While I love to eat freshly picked sweet corn on the cob, I don’t enjoy turning my kitchen into a sauna (and waiting forever for a big pot of water to boil) while preparing it! We were blessed with a bag of corn from my in-laws the other day and, while I couldn’t wait to have it for supper, I wasn’t excited about the preparation. I wondered if it were possible to cook corn on the cob in a crock pot. Well, wouldn’t you know it…you sure can! And it’s so ridiculously easy I can’t believe I didn’t think of it myself a long time ago.
There are several recipes out there on the web, and many say shuck the corn, butter it, season it if you want, wrap it in aluminum foil, and add water – or don’t…there seems to be differing opinions on that ingredient. I’m all about easy and cooking without toxins as much as possible, so when corn on the cob comes naturally packaged in a wrapper, why go to all that trouble shucking it and wrapping it in aluminum?

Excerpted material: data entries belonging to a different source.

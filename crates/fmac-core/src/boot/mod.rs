//! Boot engine: everything between power-on and a running firmware.

pub mod engine;
pub mod stage;

pub use engine::{BootEngine, BootError};
pub use stage::BootStage;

After perusing many recipes, I decided on a method of cooking corn on the cob in my crock pot that combined parts of a few different methods, and the whole family was happy with how they turned out. I was happy with how easy it was and how cool my kitchen remained. We all know that when mama is happy, everyone is happy, and a happy household is a very good thing. Read below to find out how you can easily bring some summery, corny happiness to your house….
- 6-8 ears of fresh, organic, non-GMO corn (if you can find it)
- ½ c fresh, filtered water
- Trim the flappy leaves from the corn, if they are still attached. I just used some kitchen shears and gave my ears a nice trim.
- Rinse the ears if you are concerned about dirt or contaminants.
- Lay the ears of corn on the cob in the crock pot – it’s kind of like a puzzle, I put them in alternating the ends so they fit together nicely and had to move a few around to get the best fit. I also could only fit six ears in my crock pot, so depending on the size of your corn on the cob as well as your slow cooker, your results will vary. Some people use the round crocks and stand them on end.
- Once you have them packed in there, add the water, put the lid on and set it on low for 2-4 hours.
- Shuck the corn, butter it and do the typewriter thing while you eat it!
The benefits to leaving the corn on the cob in its natural wrapper are no aluminum for one, and it is soooo much easier to shuck the ears after they have been cooked. I used an oven mitt to hold them while I peeled off the leaves – the silk just peeled right away with the leaves. The corn itself is also not so hot that you can’t hold on to it, like when you cook it in boiling water, so my little one could eat it easily (although he loves to use the little corn on the cob skewer-handle things we have). Besides, I just don’t see the need to improve upon Yahweh’s design…it’s perfect like it is. I wish Monsanto would realize that and stop messing around with our food supply!
This is another one of those “blank canvas” kind of recipes. You could peel back the leaves and butter and season the ears (although some of the seasoning would come off with the silk, but it would still infuse some flavor into those sweet, juicy kernels) with garlic, maybe an Italian seasoning blend or a cajun seasoning if you wanted something hot and spicy. Summer is almost over here and I don’t know how much more corn on the cob we’ll be able to get, but I’d like to try this again before summer’s end and use some seasonings to see how it turns out.
Try this and let me know what you did and how you like it!